In 1881, he finished third in the 16th British Counties Chess Association Congress in Leamington with 7 of 9 possible points, behind Revs. Ranken (8 points) and Owen (7.5 points). In 1884, he won the 19th Counties Chess Association tournament in Bath with 5 of 6 possible points, ahead of such strong players as Henry Bird and Rev. MacDonnell. In 1884, he defeated Rev. Thorold in a match held in London (7 wins, 4 draws, 5 losses).

On 4 April 1885, Wayte was featured in a cartoon by noted artist and illustrator Harry Furniss in the magazine Punch, a British weekly magazine of humour and satire. The cartoon featured a room with Wayte and other leading chess players. In the cartoon, Wayte was drawn with a massive head and beetling brow seated at a chess table facing leading chess player Johannes Zukertort. By 1894, Wayte was considered a famous member of the Counties' Association. He wrote for the British Chess Magazine, which as of 2009 is the world's oldest chess magazine in continuous publication.

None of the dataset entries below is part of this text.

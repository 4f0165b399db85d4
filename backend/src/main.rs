//! Address service entry-point: loads settings, prepares storage and the
//! geocoder, then serves the REST API.

mod server;

use std::sync::Arc;

use actix_web::web;
#[cfg(feature = "metrics")]
use actix_web_prom::{PrometheusMetrics, PrometheusMetricsBuilder};
use color_eyre::eyre::{WrapErr, eyre};
use ortho_config::OrthoConfig;
use tracing::{info, warn};
use tracing_subscriber::{EnvFilter, fmt};

use address_service::domain::AddressService;
use address_service::domain::ports::{AddressCommand, AddressQuery};
use address_service::inbound::http::health::HealthState;
use address_service::inbound::http::state::HttpState;
use address_service::outbound::geocoding::NominatimGeocoder;
use address_service::outbound::persistence::{
    DbPool, DieselAddressRepository, PoolConfig, run_pending_migrations,
};
use server::{AddressServiceSettings, ServerConfig, create_server};

#[cfg(feature = "metrics")]
fn initialize_metrics<E, F>(make: F) -> Option<PrometheusMetrics>
where
    F: FnOnce() -> Result<PrometheusMetrics, E>,
    E: std::fmt::Display,
{
    make()
        .inspect_err(|error| warn!(%error, "Prometheus metrics disabled"))
        .ok()
}

/// Application bootstrap.
#[actix_web::main]
async fn main() -> color_eyre::Result<()> {
    color_eyre::install()?;

    if let Err(e) = fmt()
        .with_env_filter(EnvFilter::from_default_env())
        .json()
        .try_init()
    {
        warn!(error = %e, "tracing init failed");
    }

    let settings = AddressServiceSettings::load_from_iter(std::env::args_os())
        .map_err(|err| eyre!("failed to load settings: {err}"))?;
    let bind_addr = settings.bind_addr()?;
    let database_url = settings.database_url()?.to_owned();

    let applied = {
        let url = database_url.clone();
        tokio::task::spawn_blocking(move || run_pending_migrations(&url))
            .await
            .wrap_err("migration task panicked")??
    };
    info!(applied, "database migrations complete");

    let pool = DbPool::new(
        PoolConfig::new(database_url).with_max_size(settings.db_max_connections()?),
    )
    .await?;

    let geocoder = NominatimGeocoder::new(
        settings.geocoder_endpoint()?,
        settings.geocoder_timeout()?,
        settings.geocoder_user_agent(),
    )
    .wrap_err("failed to build geocoder client")?;
    info!(endpoint = %geocoder.endpoint(), "geocoder configured");

    let service = AddressService::new(
        Arc::new(DieselAddressRepository::new(pool)),
        Arc::new(geocoder),
    );
    let commands: Arc<dyn AddressCommand> = Arc::new(service.clone());
    let queries: Arc<dyn AddressQuery> = Arc::new(service);
    let http_state = web::Data::new(HttpState::new(commands, queries));
    let health_state = web::Data::new(HealthState::new());

    let config = ServerConfig::new(bind_addr);
    #[cfg(feature = "metrics")]
    let config = config.with_metrics(initialize_metrics(|| {
        PrometheusMetricsBuilder::new("address_service")
            .endpoint("/metrics")
            .build()
    }));

    info!(bind_addr = %config.bind_addr(), "starting address service");
    let server = create_server(health_state.clone(), http_state, config)?;
    server.await?;
    health_state.mark_unhealthy();
    info!("address service stopped");
    Ok(())
}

Wayte died on 3 May 1898 in London, England.

==Notable games==

Shortly before the following game, Steinitz had written that a rook, bishop, and well-supported passed pawn were often more than a match for a queen. Fred Reinfeld writes, "One can therefore imagine how delighted he was to pounce on this game as proof of his theory." Dr. Schmid-Wayte, Dresden 1880 1.e4 e5 2.f4 exf4 3.Bc4 Nf6 4.Nc3 Nc6 5.Nf3 Bb4 6.e5? d5! 7.Bb5 Ne4 8.0-0 0-0 Here and on the next move, Reinfeld recommends that Black play ...g5!, keeping the gambit pawn and making it difficult for White to develop properly. 9.Ne2 Bg4 10.d3 Bc5+ 11.d4 Bb6 12.Bxf4 f6 13.c3 fxe5 14.Bxc6 bxc6 15.Nxe5 Bxe2 16.Qxe2 c5 17.Be3 cxd4 18.Rxf8+ Rxf8 19.Rf1? 19.cxd4 was correct, with a slight advantage to White according to Reinfeld. 19...dxe3! A strong queen sacrifice. 20.Rxf8+ Rxf8 21.Nf3 g5! Threatening to dislodge the knight with ...g4. Here, Steinitz analysed 22.Nd4 c5! 23.Nb3 d4! 24.cxd4 cxd4 25.Nxd4 (or 25.Nc1 Rf2 26.Qc4+ Kg7 27.Nd3 Rf1+! 28.Kxf1 Nd2+ and wins) Bxd4 26.Qc4+ Rf7 27.Qxd4 e2 28.Qd8+ Kg7 29.Qd4+ Kh6 30.Qxe4 Rf1#. 22.h3 Ng3 23.Qe1 e2+ 24.Kh2 Nf1+ 25.Kh1 Be3! Threatening 26...Rxf3! 27.gxf3 Bd2! followed by queening the pawn. The pawn is immune from capture, since Qxe2 is met by Ng3+, forking White's king and queen. 26.Qb1 Rxf3! 27.gxf3 Bf2 28.Qd3 Ng3+ 29.Kg2 e1(N)+! 30.Kxf2 Nxd3+ 31.Kxg3 Nxb2 0-1

Francis Wellmuth writes of the following game between two clergymen, "A surprise attack bowls Black over". Wayte-Ranken, Edinburgh 1877 1.e4 e5 2.Nf3 Nc6 3.d4 exd4 4.Nxd4 Bc5 5.Nf5!? g6 World Champion Wilhelm Steinitz later recommended 5...d5 6.Nxg7+ Kf8 7.Nh5 Qh4 8.Ng3 Nf6. Over a century after this game, World Champion Anatoly Karpov played 5...d6 against Jan Timman, with a similar idea. 6.Ne3 Nf6 7.Bd3 0-0 8.0-0 Re8 9.Nc3 Bd4 10.Ned5 Nxd5 11.Nxd5 d6 12.c3 Bg7 13.f4 Ne7 14.f5! gxf5 15.Bg5 fxe4 16.Bxe4 Qd7 17.Bxh7+ Kxh7 18.Qh5+ Kg8 19.Qxf7+ Kh8 20.Nf6! 1-0 For another game between these players, see Charles Ranken.